Chirica and Remcho first created the outlet frit, packed the column with ODS beads, and then fabricated the inlet frit. The column was filled with aqueous solution of a silicate (Kasil) and the entrapment achieved by heating the column to 160 °C [105,106]. The monolithic column afforded considerably reduced retention times compared to the packed-only counterpart most likely due to a partial blocking of the pores with the silicate solution. This approach was recently extended to the immobilization of silica beads in a porous organic polymer matrix [107]. 

Commercially available monolithic columns are based either on silica or organic polymer and are generally characterized as a polymeric skeleton with macropores, with a diameter of approximately 2 pm, and mesopores, with a diameter of approximately 13 nm.
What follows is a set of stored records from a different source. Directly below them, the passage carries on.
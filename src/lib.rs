//! Kernel Map Latency Benchmark
//!
//! Measures and compares the operational latency of the two key-value map
//! models exposed by a kernel tracing subsystem: a hash-indexed store and a
//! dense array-indexed store. A background producer (modeling the kernel's
//! syscall-entry hook) writes timestamp-keyed records into both stores while
//! the driver times bulk lookup, insert, and delete/reset passes over each
//! and prints one fixed-width result row per iteration.
//!
//! Two store strategies are compared:
//! - **Hash store**: sparse key space, true deletion, cursor enumeration
//! - **Array store**: dense index space, deletion modeled as a zero overwrite
//!
//! Run the benchmark: `cargo run --release -- -a`
//! Run tests: `cargo test`

pub mod clock;
pub mod cursor;
pub mod driver;
pub mod producer;
pub mod report;
pub mod store;
pub mod sweep;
The role of the macropores (through-pores) is to provide channels with high compounds permeability, which permits the use of higher flow rates with respect to columns based on conventional particle size, and an extended surface area, which is comparable to conventional columns packed with 3 pm particles. 

Because of the fact that organic polymers are known to suffer from swelling or shrinkage on changing the solvent [73,74], the inner wall of the column housings (fused silica capillaries or borosilicate columns) has—prior to polymerization—to be derivatized in order to provide chemical attachment of the monolith rod to the wall. 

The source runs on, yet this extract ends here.